MATERIAL FOR THIS EXERCISE START
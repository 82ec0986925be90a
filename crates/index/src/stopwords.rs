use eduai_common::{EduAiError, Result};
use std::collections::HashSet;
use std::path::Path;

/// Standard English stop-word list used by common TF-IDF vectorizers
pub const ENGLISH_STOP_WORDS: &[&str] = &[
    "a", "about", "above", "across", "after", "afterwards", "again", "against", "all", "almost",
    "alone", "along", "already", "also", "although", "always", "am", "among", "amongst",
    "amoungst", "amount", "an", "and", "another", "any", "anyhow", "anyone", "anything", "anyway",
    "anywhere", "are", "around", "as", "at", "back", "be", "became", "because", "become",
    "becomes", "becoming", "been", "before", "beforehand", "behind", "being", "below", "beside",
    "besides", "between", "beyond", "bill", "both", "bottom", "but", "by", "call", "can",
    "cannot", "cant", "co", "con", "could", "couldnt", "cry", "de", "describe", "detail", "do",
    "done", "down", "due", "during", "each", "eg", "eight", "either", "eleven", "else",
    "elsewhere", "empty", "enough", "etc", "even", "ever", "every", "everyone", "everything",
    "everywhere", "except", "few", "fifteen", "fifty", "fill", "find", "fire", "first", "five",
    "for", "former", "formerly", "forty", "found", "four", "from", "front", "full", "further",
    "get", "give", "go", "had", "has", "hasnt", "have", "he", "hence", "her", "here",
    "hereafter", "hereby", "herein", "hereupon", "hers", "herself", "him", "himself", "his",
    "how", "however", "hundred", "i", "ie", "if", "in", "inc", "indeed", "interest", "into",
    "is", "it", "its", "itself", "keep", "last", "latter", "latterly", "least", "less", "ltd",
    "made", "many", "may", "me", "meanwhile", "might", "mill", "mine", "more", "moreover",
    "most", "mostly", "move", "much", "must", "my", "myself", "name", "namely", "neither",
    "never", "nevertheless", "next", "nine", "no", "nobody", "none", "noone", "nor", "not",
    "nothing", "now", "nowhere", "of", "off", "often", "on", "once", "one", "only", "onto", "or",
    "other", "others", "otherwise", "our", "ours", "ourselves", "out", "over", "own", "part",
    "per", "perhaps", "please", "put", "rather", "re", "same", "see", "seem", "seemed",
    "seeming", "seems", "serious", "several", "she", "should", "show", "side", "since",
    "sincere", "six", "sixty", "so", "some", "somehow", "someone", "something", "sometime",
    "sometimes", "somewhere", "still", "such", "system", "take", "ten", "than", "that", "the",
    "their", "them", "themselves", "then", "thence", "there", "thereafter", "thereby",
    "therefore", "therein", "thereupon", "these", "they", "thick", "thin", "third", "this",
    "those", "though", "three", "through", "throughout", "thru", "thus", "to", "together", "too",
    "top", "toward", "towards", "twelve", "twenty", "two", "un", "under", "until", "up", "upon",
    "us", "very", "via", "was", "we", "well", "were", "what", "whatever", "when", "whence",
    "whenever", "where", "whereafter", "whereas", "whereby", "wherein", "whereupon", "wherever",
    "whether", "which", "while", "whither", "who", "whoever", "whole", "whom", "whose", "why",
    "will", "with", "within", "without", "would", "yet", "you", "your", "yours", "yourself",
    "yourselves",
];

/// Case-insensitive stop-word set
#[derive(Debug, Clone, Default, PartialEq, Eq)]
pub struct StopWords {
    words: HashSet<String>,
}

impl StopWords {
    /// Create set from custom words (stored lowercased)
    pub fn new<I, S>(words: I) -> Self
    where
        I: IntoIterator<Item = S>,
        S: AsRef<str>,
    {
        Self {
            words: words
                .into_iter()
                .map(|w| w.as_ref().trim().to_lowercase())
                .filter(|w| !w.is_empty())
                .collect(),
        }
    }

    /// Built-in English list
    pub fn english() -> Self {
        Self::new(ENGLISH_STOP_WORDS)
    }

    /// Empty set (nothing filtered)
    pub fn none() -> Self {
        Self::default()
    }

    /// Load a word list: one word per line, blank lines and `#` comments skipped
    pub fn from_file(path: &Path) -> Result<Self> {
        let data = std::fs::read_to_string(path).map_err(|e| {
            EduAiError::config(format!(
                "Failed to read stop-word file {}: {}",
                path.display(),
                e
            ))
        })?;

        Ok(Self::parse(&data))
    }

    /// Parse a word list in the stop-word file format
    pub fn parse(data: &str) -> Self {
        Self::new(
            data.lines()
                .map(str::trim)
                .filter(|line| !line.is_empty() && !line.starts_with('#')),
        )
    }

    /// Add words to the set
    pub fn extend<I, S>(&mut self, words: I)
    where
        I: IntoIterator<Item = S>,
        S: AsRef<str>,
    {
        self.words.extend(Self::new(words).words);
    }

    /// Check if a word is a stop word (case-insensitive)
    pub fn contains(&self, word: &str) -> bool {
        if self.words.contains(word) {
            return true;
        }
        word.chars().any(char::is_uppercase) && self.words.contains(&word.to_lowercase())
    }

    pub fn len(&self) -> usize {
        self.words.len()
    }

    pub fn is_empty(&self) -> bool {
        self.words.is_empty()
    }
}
MATERIAL FOR THIS EXERCISE END
YOUR ASSIGNMENT
Copy exactly the line that contains "words: words" and every line after it, up to and including the last line of the records.

EXPECTED ANSWER
            words: words
                .into_iter()
                .map(|w| w.as_ref().trim().to_lowercase())
                .filter(|w| !w.is_empty())
                .collect(),
        }
    }

    /// Built-in English list
    pub fn english() -> Self {
        Self::new(ENGLISH_STOP_WORDS)
    }

    /// Empty set (nothing filtered)
    pub fn none() -> Self {
        Self::default()
    }

    /// Load a word list: one word per line, blank lines and `#` comments skipped
    pub fn from_file(path: &Path) -> Result<Self> {
        let data = std::fs::read_to_string(path).map_err(|e| {
            EduAiError::config(format!(
                "Failed to read stop-word file {}: {}",
                path.display(),
                e
            ))
        })?;

        Ok(Self::parse(&data))
    }

    /// Parse a word list in the stop-word file format
    pub fn parse(data: &str) -> Self {
        Self::new(
            data.lines()
                .map(str::trim)
                .filter(|line| !line.is_empty() && !line.starts_with('#')),
        )
    }

    /// Add words to the set
    pub fn extend<I, S>(&mut self, words: I)
    where
        I: IntoIterator<Item = S>,
        S: AsRef<str>,
    {
        self.words.extend(Self::new(words).words);
    }

    /// Check if a word is a stop word (case-insensitive)
    pub fn contains(&self, word: &str) -> bool {
        if self.words.contains(word) {
            return true;
        }
        word.chars().any(char::is_uppercase) && self.words.contains(&word.to_lowercase())
    }

    pub fn len(&self) -> usize {
        self.words.len()
    }

    pub fn is_empty(&self) -> bool {
        self.words.is_empty()
    }
}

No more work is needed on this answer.